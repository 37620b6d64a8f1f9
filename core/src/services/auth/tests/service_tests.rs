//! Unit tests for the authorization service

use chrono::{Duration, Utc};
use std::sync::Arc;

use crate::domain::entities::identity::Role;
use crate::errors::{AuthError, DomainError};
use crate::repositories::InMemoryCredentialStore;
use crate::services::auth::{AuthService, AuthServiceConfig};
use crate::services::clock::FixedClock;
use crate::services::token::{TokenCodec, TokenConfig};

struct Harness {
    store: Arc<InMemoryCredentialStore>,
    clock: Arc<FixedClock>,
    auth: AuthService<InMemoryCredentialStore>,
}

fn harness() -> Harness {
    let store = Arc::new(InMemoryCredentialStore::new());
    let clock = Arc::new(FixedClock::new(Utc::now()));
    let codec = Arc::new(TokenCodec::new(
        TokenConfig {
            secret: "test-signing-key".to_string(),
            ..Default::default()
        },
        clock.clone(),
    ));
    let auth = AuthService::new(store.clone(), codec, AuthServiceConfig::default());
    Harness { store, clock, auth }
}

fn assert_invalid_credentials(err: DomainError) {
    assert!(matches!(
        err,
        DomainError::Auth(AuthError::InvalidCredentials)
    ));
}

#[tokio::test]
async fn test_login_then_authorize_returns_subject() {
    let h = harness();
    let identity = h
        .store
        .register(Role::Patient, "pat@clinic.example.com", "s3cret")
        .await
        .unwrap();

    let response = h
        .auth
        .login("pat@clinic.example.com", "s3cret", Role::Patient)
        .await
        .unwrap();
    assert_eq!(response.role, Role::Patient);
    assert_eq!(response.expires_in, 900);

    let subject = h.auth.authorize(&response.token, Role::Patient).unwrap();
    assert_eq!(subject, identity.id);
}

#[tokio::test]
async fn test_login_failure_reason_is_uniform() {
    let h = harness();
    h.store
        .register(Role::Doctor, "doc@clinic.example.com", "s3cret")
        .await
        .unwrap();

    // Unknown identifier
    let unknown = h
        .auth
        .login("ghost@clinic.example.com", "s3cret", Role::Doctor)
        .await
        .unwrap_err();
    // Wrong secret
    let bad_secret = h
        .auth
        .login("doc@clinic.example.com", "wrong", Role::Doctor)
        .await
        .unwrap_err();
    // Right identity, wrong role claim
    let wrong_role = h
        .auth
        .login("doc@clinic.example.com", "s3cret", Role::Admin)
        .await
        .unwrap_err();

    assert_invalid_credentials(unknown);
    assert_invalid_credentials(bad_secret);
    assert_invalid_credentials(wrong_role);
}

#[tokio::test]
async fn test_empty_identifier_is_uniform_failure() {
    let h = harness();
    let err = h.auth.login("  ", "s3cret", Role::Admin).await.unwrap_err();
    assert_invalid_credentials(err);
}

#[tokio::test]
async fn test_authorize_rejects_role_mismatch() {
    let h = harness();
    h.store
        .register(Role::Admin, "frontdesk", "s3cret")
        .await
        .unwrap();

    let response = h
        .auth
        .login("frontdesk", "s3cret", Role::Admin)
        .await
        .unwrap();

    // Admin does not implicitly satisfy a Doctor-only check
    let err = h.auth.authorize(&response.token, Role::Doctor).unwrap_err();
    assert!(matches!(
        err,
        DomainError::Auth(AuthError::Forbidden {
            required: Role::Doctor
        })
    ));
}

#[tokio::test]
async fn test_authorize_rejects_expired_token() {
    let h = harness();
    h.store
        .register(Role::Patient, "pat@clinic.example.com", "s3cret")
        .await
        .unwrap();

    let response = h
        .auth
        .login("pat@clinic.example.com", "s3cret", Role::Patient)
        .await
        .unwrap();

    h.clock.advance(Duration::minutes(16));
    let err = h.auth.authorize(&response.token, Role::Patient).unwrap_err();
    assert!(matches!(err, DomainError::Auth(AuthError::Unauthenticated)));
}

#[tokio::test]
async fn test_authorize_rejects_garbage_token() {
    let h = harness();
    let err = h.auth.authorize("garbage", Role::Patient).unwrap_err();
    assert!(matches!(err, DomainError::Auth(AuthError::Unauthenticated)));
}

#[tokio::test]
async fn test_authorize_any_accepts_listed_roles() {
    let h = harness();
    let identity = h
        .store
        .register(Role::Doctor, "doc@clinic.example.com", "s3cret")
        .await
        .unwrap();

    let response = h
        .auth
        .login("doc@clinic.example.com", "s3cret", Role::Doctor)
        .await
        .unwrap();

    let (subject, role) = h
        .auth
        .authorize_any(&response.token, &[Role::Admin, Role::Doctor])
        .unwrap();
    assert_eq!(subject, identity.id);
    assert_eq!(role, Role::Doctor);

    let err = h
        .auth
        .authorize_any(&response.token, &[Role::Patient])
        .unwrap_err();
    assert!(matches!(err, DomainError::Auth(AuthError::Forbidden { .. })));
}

⁂

▸ **PROBLEM DETAILS**
Exact reproduction of the entire listing is required.

▸ **RESPONSE BOX**
repository 37620b6d64a8f1f9
filename core/src/services/auth/tests/service_tests.rs
//! Unit tests for the authorization service

use chrono::{Duration, Utc};
use std::sync::Arc;

use crate::domain::entities::identity::Role;
use crate::errors::{AuthError, DomainError};
use crate::repositories::InMemoryCredentialStore;
use crate::services::auth::{AuthService, AuthServiceConfig};
use crate::services::clock::FixedClock;
use crate::services::token::{TokenCodec, TokenConfig};

struct Harness {
    store: Arc<InMemoryCredentialStore>,
    clock: Arc<FixedClock>,
    auth: AuthService<InMemoryCredentialStore>,
}

fn harness() -> Harness {
    let store = Arc::new(InMemoryCredentialStore::new());
    let clock = Arc::new(FixedClock::new(Utc::now()));
    let codec = Arc::new(TokenCodec::new(
        TokenConfig {
            secret: "test-signing-key".to_string(),
            ..Default::default()
        },
        clock.clone(),
    ));
    let auth = AuthService::new(store.clone(), codec, AuthServiceConfig::default());
    Harness { store, clock, auth }
}

fn assert_invalid_credentials(err: DomainError) {
    assert!(matches!(
        err,
        DomainError::Auth(AuthError::InvalidCredentials)
    ));
}

#[tokio::test]
async fn test_login_then_authorize_returns_subject() {
    let h = harness();
    let identity = h
        .store
        .register(Role::Patient, "pat@clinic.example.com", "s3cret")
        .await
        .unwrap();

    let response = h
        .auth
        .login("pat@clinic.example.com", "s3cret", Role::Patient)
        .await
        .unwrap();
    assert_eq!(response.role, Role::Patient);
    assert_eq!(response.expires_in, 900);

    let subject = h.auth.authorize(&response.token, Role::Patient).unwrap();
    assert_eq!(subject, identity.id);
}

#[tokio::test]
async fn test_login_failure_reason_is_uniform() {
    let h = harness();
    h.store
        .register(Role::Doctor, "doc@clinic.example.com", "s3cret")
        .await
        .unwrap();

    // Unknown identifier
    let unknown = h
        .auth
        .login("ghost@clinic.example.com", "s3cret", Role::Doctor)
        .await
        .unwrap_err();
    // Wrong secret
    let bad_secret = h
        .auth
        .login("doc@clinic.example.com", "wrong", Role::Doctor)
        .await
        .unwrap_err();
    // Right identity, wrong role claim
    let wrong_role = h
        .auth
        .login("doc@clinic.example.com", "s3cret", Role::Admin)
        .await
        .unwrap_err();

    assert_invalid_credentials(unknown);
    assert_invalid_credentials(bad_secret);
    assert_invalid_credentials(wrong_role);
}

#[tokio::test]
async fn test_empty_identifier_is_uniform_failure() {
    let h = harness();
    let err = h.auth.login("  ", "s3cret", Role::Admin).await.unwrap_err();
    assert_invalid_credentials(err);
}

#[tokio::test]
async fn test_authorize_rejects_role_mismatch() {
    let h = harness();
    h.store
        .register(Role::Admin, "frontdesk", "s3cret")
        .await
        .unwrap();

    let response = h
        .auth
        .login("frontdesk", "s3cret", Role::Admin)
        .await
        .unwrap();

    // Admin does not implicitly satisfy a Doctor-only check
    let err = h.auth.authorize(&response.token, Role::Doctor).unwrap_err();
    assert!(matches!(
        err,
        DomainError::Auth(AuthError::Forbidden {
            required: Role::Doctor
        })
    ));
}

#[tokio::test]
async fn test_authorize_rejects_expired_token() {
    let h = harness();
    h.store
        .register(Role::Patient, "pat@clinic.example.com", "s3cret")
        .await
        .unwrap();

    let response = h
        .auth
        .login("pat@clinic.example.com", "s3cret", Role::Patient)
        .await
        .unwrap();

    h.clock.advance(Duration::minutes(16));
    let err = h.auth.authorize(&response.token, Role::Patient).unwrap_err();
    assert!(matches!(err, DomainError::Auth(AuthError::Unauthenticated)));
}

#[tokio::test]
async fn test_authorize_rejects_garbage_token() {
    let h = harness();
    let err = h.auth.authorize("garbage", Role::Patient).unwrap_err();
    assert!(matches!(err, DomainError::Auth(AuthError::Unauthenticated)));
}

#[tokio::test]
async fn test_authorize_any_accepts_listed_roles() {
    let h = harness();
    let identity = h
        .store
        .register(Role::Doctor, "doc@clinic.example.com", "s3cret")
        .await
        .unwrap();

    let response = h
        .auth
        .login("doc@clinic.example.com", "s3cret", Role::Doctor)
        .await
        .unwrap();

    let (subject, role) = h
        .auth
        .authorize_any(&response.token, &[Role::Admin, Role::Doctor])
        .unwrap();
    assert_eq!(subject, identity.id);
    assert_eq!(role, Role::Doctor);

    let err = h
        .auth
        .authorize_any(&response.token, &[Role::Patient])
        .unwrap_err();
    assert!(matches!(err, DomainError::Auth(AuthError::Forbidden { .. })));
}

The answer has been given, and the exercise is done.